Exercise instructions: Throughout the entries below, report every line where "ArrayOpen" is found.

-- Opening Marker --

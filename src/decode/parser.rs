//! Iterative structure builder.
//!
//! Containers never recurse: an explicit frame stack tracks the open
//! containers while parsed children collect in two scratch vectors (array
//! elements and object pairs). Frames record scratch offsets, so when a
//! closing bracket arrives the pending suffix is moved into an exact-size
//! arena buffer and the finished container is attached to its parent.

use smallvec::SmallVec;

use crate::arena::{AVec, Arena};
use crate::error::{ParseError, ParseErrorKind};
use crate::value::{Data, Pair, Storage, Str, Value};

use super::number::{self, Number};
use super::string;

/// Outcome of dispatching on one leading byte.
enum Token<'a> {
    Scalar(Value<'a>),
    ArrayOpen,
    ObjectOpen,
}

/// Where a finished container goes once its bracket closes.
enum Attach<'a> {
    Root,
    ArrayElem,
    ObjectMember(Str<'a>),
}

struct Frame<'a> {
    is_object: bool,
    /// Scratch length at open; everything past it belongs to this frame.
    start: usize,
    attach: Attach<'a>,
}

pub(crate) fn parse_document<'a>(
    arena: &'a Arena,
    input: &[u8],
) -> Result<Value<'a>, ParseError> {
    let mut p = Parser {
        arena,
        input,
        pos: 0,
    };

    let mut frames: SmallVec<[Frame<'a>; 16]> = SmallVec::new();
    let mut elems: Vec<Value<'a>> = Vec::new();
    let mut pairs: Vec<Pair<'a>> = Vec::new();

    p.skip_whitespace();
    match p.next_token()? {
        Token::Scalar(root) => {
            // A whole document may be a single scalar.
            p.expect_end()?;
            return Ok(root);
        }
        Token::ArrayOpen => frames.push(Frame {
            is_object: false,
            start: 0,
            attach: Attach::Root,
        }),
        Token::ObjectOpen => frames.push(Frame {
            is_object: true,
            start: 0,
            attach: Attach::Root,
        }),
    }

    while let Some(top) = frames.last() {
        let is_object = top.is_object;
        let start = top.start;

        let opened = if is_object {
            match p.next_member_key(pairs.len() > start)? {
                None => {
                    let closed = close_object(arena, &mut pairs, start);
                    match frames.pop().map(|f| f.attach) {
                        Some(Attach::ArrayElem) => elems.push(closed),
                        Some(Attach::ObjectMember(key)) => pairs.push(Pair {
                            key,
                            value: closed,
                        }),
                        _ => {
                            p.expect_end()?;
                            return Ok(closed);
                        }
                    }
                    continue;
                }
                Some(key) => {
                    p.skip_whitespace();
                    match p.next_token()? {
                        Token::Scalar(value) => {
                            pairs.push(Pair { key, value });
                            continue;
                        }
                        Token::ArrayOpen => Frame {
                            is_object: false,
                            start: elems.len(),
                            attach: Attach::ObjectMember(key),
                        },
                        Token::ObjectOpen => Frame {
                            is_object: true,
                            start: pairs.len(),
                            attach: Attach::ObjectMember(key),
                        },
                    }
                }
            }
        } else {
            if !p.next_element(elems.len() > start)? {
                let closed = close_array(arena, &mut elems, start);
                match frames.pop().map(|f| f.attach) {
                    Some(Attach::ArrayElem) => elems.push(closed),
                    Some(Attach::ObjectMember(key)) => pairs.push(Pair {
                        key,
                        value: closed,
                    }),
                    _ => {
                        p.expect_end()?;
                        return Ok(closed);
                    }
                }
                continue;
            }
            match p.next_token()? {
                Token::Scalar(value) => {
                    elems.push(value);
                    continue;
                }
                Token::ArrayOpen => Frame {
                    is_object: false,
                    start: elems.len(),
                    attach: Attach::ArrayElem,
                },
                Token::ObjectOpen => Frame {
                    is_object: true,
                    start: pairs.len(),
                    attach: Attach::ArrayElem,
                },
            }
        };
        frames.push(opened);
    }

    // The stack only empties by attaching the root above.
    Err(ParseError::new(ParseErrorKind::UnexpectedToken, p.pos))
}

fn close_array<'a>(arena: &'a Arena, elems: &mut Vec<Value<'a>>, start: usize) -> Value<'a> {
    let mut out = AVec::with_capacity_in(elems.len() - start, arena);
    for value in elems.drain(start..) {
        out.push(value);
    }
    Value::new_in(Data::Array(Storage::Arena(out)), arena)
}

fn close_object<'a>(arena: &'a Arena, pairs: &mut Vec<Pair<'a>>, start: usize) -> Value<'a> {
    let mut out = AVec::with_capacity_in(pairs.len() - start, arena);
    for pair in pairs.drain(start..) {
        out.push(pair);
    }
    Value::new_in(Data::Object(Storage::Arena(out)), arena)
}

struct Parser<'a, 'b> {
    arena: &'a Arena,
    input: &'b [u8],
    pos: usize,
}

impl<'a> Parser<'a, '_> {
    /// Only space, tab, CR, and LF are whitespace.
    fn skip_whitespace(&mut self) {
        while let Some(b' ' | b'\t' | b'\r' | b'\n') = self.input.get(self.pos) {
            self.pos += 1;
        }
    }

    fn expect_end(&mut self) -> Result<(), ParseError> {
        self.skip_whitespace();
        if self.pos != self.input.len() {
            return Err(self.err(ParseErrorKind::TrailingGarbage));
        }
        Ok(())
    }

    fn err(&self, kind: ParseErrorKind) -> ParseError {
        ParseError::new(kind, self.pos)
    }

    /// Dispatches on the byte under the cursor. The cursor must already sit
    /// on a non-whitespace byte.
    fn next_token(&mut self) -> Result<Token<'a>, ParseError> {
        let Some(&b) = self.input.get(self.pos) else {
            return Err(self.err(ParseErrorKind::UnexpectedEndOfInput));
        };
        match b {
            b'{' => {
                self.pos += 1;
                Ok(Token::ObjectOpen)
            }
            b'[' => {
                self.pos += 1;
                Ok(Token::ArrayOpen)
            }
            b'"' => {
                let (text, end) = string::scan_string(self.arena, self.input, self.pos)?;
                self.pos = end;
                Ok(Token::Scalar(Value::new_in(
                    Data::Str(Str::Arena(text)),
                    self.arena,
                )))
            }
            b't' => self.keyword(b"true", Data::Bool(true)),
            b'f' => self.keyword(b"false", Data::Bool(false)),
            b'n' => self.keyword(b"null", Data::Null),
            b'-' | b'0'..=b'9' => {
                let (num, end) = number::scan_number(self.input, self.pos)?;
                self.pos = end;
                let data = match num {
                    Number::Int(n) => Data::Int(n),
                    Number::Uint(n) => Data::Uint(n),
                    Number::Float(n) => Data::Float(n),
                };
                Ok(Token::Scalar(Value::new_in(data, self.arena)))
            }
            _ => Err(self.err(ParseErrorKind::UnexpectedToken)),
        }
    }

    fn keyword(&mut self, word: &'static [u8], data: Data<'a>) -> Result<Token<'a>, ParseError> {
        let end = self.pos + word.len();
        if end > self.input.len() {
            self.pos = self.input.len();
            return Err(self.err(ParseErrorKind::UnexpectedEndOfInput));
        }
        if &self.input[self.pos..end] != word {
            return Err(self.err(ParseErrorKind::UnexpectedToken));
        }
        self.pos = end;
        Ok(Token::Scalar(Value::new_in(data, self.arena)))
    }

    /// Positions the cursor on the next array element, returning `false`
    /// when the array closes instead. `after_element` selects the comma
    /// rule: exactly one comma between elements, none before the first.
    fn next_element(&mut self, after_element: bool) -> Result<bool, ParseError> {
        self.skip_whitespace();
        match self.input.get(self.pos) {
            Some(b']') => {
                self.pos += 1;
                Ok(false)
            }
            Some(b',') if after_element => {
                self.pos += 1;
                self.skip_whitespace();
                // A bracket here would be a trailing comma.
                if self.input.get(self.pos) == Some(&b']') {
                    return Err(self.err(ParseErrorKind::UnexpectedToken));
                }
                Ok(true)
            }
            _ if after_element => Err(self.err(ParseErrorKind::ExpectedComma)),
            _ => Ok(true),
        }
    }

    /// Scans up to the next member key, returning `None` when the object
    /// closes instead. The cursor ends just past the `:`.
    fn next_member_key(&mut self, after_member: bool) -> Result<Option<Str<'a>>, ParseError> {
        self.skip_whitespace();
        match self.input.get(self.pos) {
            Some(b'}') => {
                self.pos += 1;
                return Ok(None);
            }
            Some(b',') if after_member => {
                self.pos += 1;
                self.skip_whitespace();
            }
            _ if after_member => return Err(self.err(ParseErrorKind::ExpectedComma)),
            _ => {}
        }
        let key = match self.input.get(self.pos) {
            None => return Err(self.err(ParseErrorKind::UnexpectedEndOfInput)),
            Some(b'"') => {
                let (text, end) = string::scan_string(self.arena, self.input, self.pos)?;
                self.pos = end;
                Str::Arena(text)
            }
            Some(_) => return Err(self.err(ParseErrorKind::ExpectedKeyString)),
        };
        self.skip_whitespace();
        if self.input.get(self.pos) != Some(&b':') {
            return Err(self.err(ParseErrorKind::ExpectedColon));
        }
        self.pos += 1;
        Ok(Some(key))
    }
}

-- Closing Marker --

Solution below:
    ArrayOpen,
        Token::ArrayOpen => frames.push(Frame {
                        Token::ArrayOpen => Frame {
                Token::ArrayOpen => Frame {
                Ok(Token::ArrayOpen)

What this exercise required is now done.